use std::env;
use std::io::{self, Write};
use std::path::PathBuf;

use london_roleplay::core::world::{ActionIntent, CharacterSeed, Game, PlayerSummary, Snapshot};
use london_roleplay::registry::{PlayerRecord, RosterRepository, ShopRegistry, SqliteRegistry};
use london_roleplay::rules::prosperity::prosperity;
use london_roleplay::simulation::settlement::stats_from_registry;
use london_roleplay::systems::assignment::AssignmentEventKind;
use london_roleplay::systems::economy::EconomicOutcome;

const USAGE: &str = "Commands: districts | players | create <name> <age|-> <gold|-> [mental] [physical] [undiff] | apply <player_id> <district_id> <role_id> | relocate <player_id> | raid <district_id> <rival_id> | shops <district_id> | open-shop <district_id> <name> | close-shop <shop_id> | stats <district_id> | sync | tick | quit";

fn main() {
    println!("Initializing London Roleplay (Rules Debug)...");
    let registry_path = parse_registry_path(env::args().collect());

    let registry = match open_registry(registry_path.as_deref()) {
        Ok(registry) => registry,
        Err(err) => {
            eprintln!("Failed to open registry: {}", err);
            std::process::exit(1);
        }
    };

    let mut game = Game::new();

    println!("{}", USAGE);
    loop {
        print!("> ");
        if io::stdout().flush().is_err() {
            break;
        }

        let mut input = String::new();
        if io::stdin().read_line(&mut input).is_err() {
            break;
        }
        let trimmed = input.trim();
        if trimmed.is_empty() {
            continue;
        }

        let mut parts = trimmed.split_whitespace();
        let cmd = parts.next().unwrap_or("").to_lowercase();

        match cmd.as_str() {
            "quit" | "exit" => break,
            "help" => println!("{}", USAGE),
            "districts" => print_districts(&game),
            "players" => {
                let snapshot = game.tick(Vec::new());
                print_players(&snapshot.players);
            }
            "create" => {
                let name = parts.next();
                let age_raw = parts.next();
                let gold_raw = parts.next();
                let (Some(name), Some(age_raw), Some(gold_raw)) = (name, age_raw, gold_raw) else {
                    println!("Usage: create <name> <age|-> <gold|-> [mental] [physical] [undiff]");
                    continue;
                };
                let mental = parts.next().map(|s| s.to_string());
                let physical = parts.next().map(|s| s.to_string());
                let undifferentiated = parts.next() == Some("undiff");
                let seed = CharacterSeed {
                    name: name.to_string(),
                    age: parse_optional_number(age_raw),
                    gold: parse_optional_number(gold_raw),
                    mental_rank: mental,
                    physical_rank: physical,
                    undifferentiated,
                };
                let id = game.spawn_character(&seed);
                let snapshot = game.tick(Vec::new());
                if let Some(player) = snapshot.players.iter().find(|p| p.id == id) {
                    println!(
                        "Created #{} {} (age {}, gold {}, home {:?})",
                        player.id, player.name, player.age, player.gold, player.home
                    );
                }
            }
            "apply" => {
                let (Some(id_raw), Some(district_id), Some(role_id)) =
                    (parts.next(), parts.next(), parts.next())
                else {
                    println!("Usage: apply <player_id> <district_id> <role_id>");
                    continue;
                };
                let Ok(entity_id) = id_raw.parse::<u32>() else {
                    println!("Invalid player_id: {}", id_raw);
                    continue;
                };
                let snapshot = game.tick(vec![ActionIntent::ApplyForRole {
                    entity_id,
                    district_id: district_id.to_string(),
                    role_id: role_id.to_string(),
                }]);
                print_events(&snapshot);
            }
            "relocate" => {
                let Some(id_raw) = parts.next() else {
                    println!("Usage: relocate <player_id>");
                    continue;
                };
                let Ok(entity_id) = id_raw.parse::<u32>() else {
                    println!("Invalid player_id: {}", id_raw);
                    continue;
                };
                let snapshot = game.tick(vec![ActionIntent::Relocate { entity_id }]);
                if snapshot.assignments.is_empty() {
                    println!("No change.");
                } else {
                    print_events(&snapshot);
                }
            }
            "raid" => {
                let (Some(district_id), Some(rival_id)) = (parts.next(), parts.next()) else {
                    println!("Usage: raid <district_id> <rival_id>");
                    continue;
                };
                let snapshot = game.tick(vec![ActionIntent::EconomicAction {
                    district_id: district_id.to_string(),
                    rival_id: rival_id.to_string(),
                }]);
                print_events(&snapshot);
            }
            "shops" => {
                let Some(district_id) = parts.next() else {
                    println!("Usage: shops <district_id>");
                    continue;
                };
                match registry.shops_in_district(district_id) {
                    Ok(shops) if shops.is_empty() => println!("No open shops."),
                    Ok(shops) => {
                        for shop in shops {
                            println!(
                                "  #{} {} (owner {:?})",
                                shop.shop_id, shop.name, shop.owner_id
                            );
                        }
                    }
                    Err(err) => eprintln!("Registry error: {}", err),
                }
            }
            "open-shop" => {
                let (Some(district_id), Some(name)) = (parts.next(), parts.next()) else {
                    println!("Usage: open-shop <district_id> <name>");
                    continue;
                };
                match registry.register_shop(district_id, name, None) {
                    Ok(shop_id) => {
                        println!("Registered shop #{}", shop_id);
                        sync_shop_counts(&mut game, &registry);
                    }
                    Err(err) => eprintln!("Registry error: {}", err),
                }
            }
            "close-shop" => {
                let Some(id_raw) = parts.next() else {
                    println!("Usage: close-shop <shop_id>");
                    continue;
                };
                match id_raw.parse::<i64>() {
                    Ok(shop_id) => match registry.close_shop(shop_id) {
                        Ok(()) => sync_shop_counts(&mut game, &registry),
                        Err(err) => eprintln!("Registry error: {}", err),
                    },
                    Err(_) => println!("Invalid shop_id: {}", id_raw),
                }
            }
            "stats" => {
                let Some(district_id) = parts.next() else {
                    println!("Usage: stats <district_id>");
                    continue;
                };
                print_district_stats(&game, &registry, district_id);
            }
            "sync" => {
                sync_roster(&mut game, &registry);
                sync_shop_counts(&mut game, &registry);
                println!("Synced.");
            }
            "tick" => {
                let snapshot = game.tick(Vec::new());
                print_events(&snapshot);
            }
            _ => println!("Unknown command: {} (try 'help')", cmd),
        }
    }
}

fn parse_registry_path(args: Vec<String>) -> Option<PathBuf> {
    let mut iter = args.into_iter();
    while let Some(arg) = iter.next() {
        if arg == "--db" {
            return iter.next().map(PathBuf::from);
        }
    }
    None
}

fn open_registry(
    path: Option<&std::path::Path>,
) -> Result<SqliteRegistry, Box<dyn std::error::Error>> {
    match path {
        Some(path) => SqliteRegistry::open(path),
        None => SqliteRegistry::open_in_memory(),
    }
}

fn parse_optional_number(raw: &str) -> Option<i64> {
    if raw == "-" {
        return None;
    }
    raw.parse::<i64>().ok()
}

fn print_districts(game: &Game) {
    let directory = game.district_directory();
    for district in &directory.catalog.districts {
        println!("{} ({})", district.name, district.id);
        if let Some(weights) = district.economy {
            println!(
                "  economy: resident x{}, shop x{}",
                weights.resident, weights.shop
            );
        }
        for role in &district.roles {
            let mut gates = Vec::new();
            if let Some(min) = role.min_mental {
                gates.push(format!("mental >= {}", min));
            }
            if let Some(min) = role.min_physical {
                gates.push(format!("physical >= {}", min));
            }
            if let Some(band) = role.age_band {
                gates.push(format!("age {}..{}", band.min, band.max));
            }
            println!("  {} ({}): {}", role.name, role.id, gates.join(", "));
        }
    }
}

fn print_players(players: &[PlayerSummary]) {
    if players.is_empty() {
        println!("No players.");
        return;
    }
    for player in players {
        println!(
            "#{} {} | age {} | gold {} | mental {} | physical {} | job {} | home {:?}",
            player.id,
            player.name,
            player.age,
            player.gold,
            player.mental_rank,
            player.physical_rank,
            player.job.as_deref().unwrap_or("-"),
            player.home,
        );
    }
}

fn print_events(snapshot: &Snapshot) {
    for event in &snapshot.assignments {
        match &event.kind {
            AssignmentEventKind::RoleGranted {
                district_id,
                role_id,
            } => {
                println!("#{}: granted {} in {}", event.entity_id, role_id, district_id);
            }
            AssignmentEventKind::RoleRefused {
                district_id,
                role_id,
                reason,
            } => {
                println!(
                    "#{}: refused {} in {} ({:?})",
                    event.entity_id, role_id, district_id, reason
                );
            }
            AssignmentEventKind::UnknownRole {
                district_id,
                role_id,
            } => {
                println!(
                    "#{}: no role {} in district {}",
                    event.entity_id, role_id, district_id
                );
            }
            AssignmentEventKind::HomeChanged { home } => {
                println!("#{}: moved to {:?}", event.entity_id, home);
            }
        }
    }
    for event in &snapshot.economy {
        match event.outcome {
            EconomicOutcome::Succeeded {
                prosperity,
                rival_prosperity,
            } => println!(
                "{} raided {} and won ({} vs {})",
                event.district_id, event.rival_id, prosperity, rival_prosperity
            ),
            EconomicOutcome::Repelled {
                prosperity,
                rival_prosperity,
            } => println!(
                "{} raided {} and was repelled ({} vs {})",
                event.district_id, event.rival_id, prosperity, rival_prosperity
            ),
            EconomicOutcome::NotEligible => println!(
                "{} cannot act against {}",
                event.district_id, event.rival_id
            ),
        }
    }
}

fn print_district_stats(game: &Game, registry: &SqliteRegistry, district_id: &str) {
    let directory = game.district_directory();
    let Some(district) = directory.catalog.district(district_id) else {
        println!("Unknown district: {}", district_id);
        return;
    };
    match stats_from_registry(registry, registry, district) {
        Ok(stats) => {
            println!("residents: {}, shops: {}", stats.residents, stats.shops);
            if let Some(weights) = district.economy {
                println!("prosperity: {}", prosperity(&stats, &weights));
            }
        }
        Err(err) => eprintln!("Registry error: {}", err),
    }
}

fn sync_roster(game: &mut Game, registry: &SqliteRegistry) {
    let snapshot = game.tick(Vec::new());
    for player in &snapshot.players {
        let record = PlayerRecord {
            player_id: player.id as i64,
            name: player.name.clone(),
            age: player.age,
            gold: player.gold,
            mental_rank: player.mental_rank.label().to_string(),
            physical_rank: player.physical_rank.label().to_string(),
            job: player.job.clone(),
            home: player.home,
            undifferentiated: player.undifferentiated,
        };
        if let Err(err) = registry.upsert_player(&record) {
            eprintln!("Failed to sync player #{}: {}", player.id, err);
        }
    }
}

fn sync_shop_counts(game: &mut Game, registry: &SqliteRegistry) {
    let district_ids: Vec<String> = game
        .district_directory()
        .catalog
        .districts
        .iter()
        .map(|district| district.id.clone())
        .collect();
    for district_id in district_ids {
        match registry.shop_count(&district_id) {
            Ok(count) => game.set_shop_count(&district_id, count),
            Err(err) => eprintln!("Failed to count shops in {}: {}", district_id, err),
        }
    }
}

* _ACTIVITY_: Write out the line containing "for district_id in" and every line after it through the end of the entries. Keep each one exactly as it is, and add nothing.

* _TASK RESULT_:
    for district_id in district_ids {
        match registry.shop_count(&district_id) {
            Ok(count) => game.set_shop_count(&district_id, count),
            Err(err) => eprintln!("Failed to count shops in {}: {}", district_id, err),
        }
    }
}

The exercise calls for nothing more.